Tuesday, January 31, 2017

The downhill slide

We are one month into 2017, and every day, it is becoming more and more apparent that my days in college are numbered. Beyond knowing that I have about 100 days left until I graduate, I also have started to feel like I don't belong here anymore — not in the way I did freshman year, where I was questioning whether or not I could create a home at my chosen college. This feeling is much different. I feel like I am starting to outgrow this place; I feel like I am ready for the next level, even though I know I will miss my college dearly when I graduate. 

Imagine a bridge spanning across a body of water: one end of the bridge is connected to one piece of land while the opposite end is anchored to another, with a stretch of roadway running over the water. This is exactly how I feel right now: one piece of me still very much connected to my college and doesn't want to leave, while the other piece of me is being called by my future. The rest of my heart is left floating in the middle.

Although I still have several months left to enjoy the last of my college life, I also want to make sure that I don't get so caught up in the emotion of it all that I forget everything that I've learned here beyond the classroom. That's why I want to share some of my top lessons here, so that future college students don't have to endure as painful a learning process as I did — everyone will go through their own struggles, but if my insight can save even an ounce of trouble, then That University Girl's function is fulfilled. So without further ado, my first lesson to impart is all about finding your purpose.

To say "Find your purpose" is like saying "Go find a purple unicorn" — it sounds like some magical thing that you're not sure exists. But I can assure you, your purpose exists. I used to struggle with this very thing when I was near the end of my time in high school and preparing for college. I had no idea what I thought I'd want to study, and I certainly did not have a clue what career I hoped to pursue. But thanks to a very wise person in my life (my mother, who else?), I was able to solve this mystery once and for all. She told me:

"Look for where your talents and your passions intersect. At that intersection, you will find your purpose."
While this sounds a bit formulaic, at the very least, it spurred me to start taking stock of what I was good at and what I enjoyed. Before I even noticed, my mom saw within me a strength in writing. At first, I didn't think anything of it, but then I started to notice that I never had much trouble writing; whether I had to complete short essays or lengthy research papers, writing them wasn't a trying process for me, and I would sometimes grow very excited if I drew an exciting conclusion or made an interesting connection. After winning an award for my writing at the end of my junior year of high school, I was convinced that maybe, just maybe, there was something to my penchant for writing.

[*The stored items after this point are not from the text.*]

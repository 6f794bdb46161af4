// SPDX-FileCopyrightText: 2026 ArcheBase
//
// SPDX-License-Identifier: MulanPSL-2.0

//! Built-in storage backends.

pub mod mcap;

After discovering this, I next had to take note of my passions and interests, which were many. From fashion to politics to music to sports, my interests were (and still are) diverse and expansive. So I knew I had a knack for writing and that I had all of these varying interests, so now what? What do I do with all of them?

This is where it's important to talk to people who know you very, very well and someone whose input you value. For me, I talked this over with my mother, someone who knows me better than I know myself and can often foresee things for me that I cannot yet conceptualize. We started talking about ways to combine these talents and interests, listing off fashion public relations, musician/celebrity management and wedding planning as potential career paths. None of these appealed to me, so we kept going. My mom mentioned entertainment journalism, and while I was hesitant at first, I could never stop thinking about its potential.

Once I started college, I declared a major in film and television production, and although it turned out to not concentrate as much on journalism as I wanted, I still felt compelled to pursue journalism, to give it a try. I changed majors, and enrolled in my first journalism course in the spring semester of my freshman year. And the rest, as they say, is history — writing in a journalistic format was, as my professor said at the time, something that seemed to be second nature to me. And that's when I knew I had only scratched the surface of my purpose.

So let's review: take note of your talents and your interests, then discuss them over with someone whose opinion you trust and who knows you well. Once you land on a option that sounds appealing to you, test it out. But then, how do you know if it's right for you? This might just be the most important part of this entire article:

It has to continually excite you. It has to challenge you, but also not feel like "work." It has to teach you, but also bring out and enhance your natural abilities. It has to make you feel like there is nothing else in the world you'd rather be doing. It has to feel like home.
This is how I knew that journalism was right for me. I felt comfortable writing and reporting. It felt like trying on my own skin and walking around in it — familiar, natural. But it also felt exciting and invigorating, and I can promise you that three years later, I am still enamored by this field and this craft.

Finding your purpose is by no means easy, but once you find it, you will know. It will feel a little like falling in love: you fall slowly, gradually and then one day, you realize you can't stop thinking about it.

When that day comes, you will have found your purpose, my friend.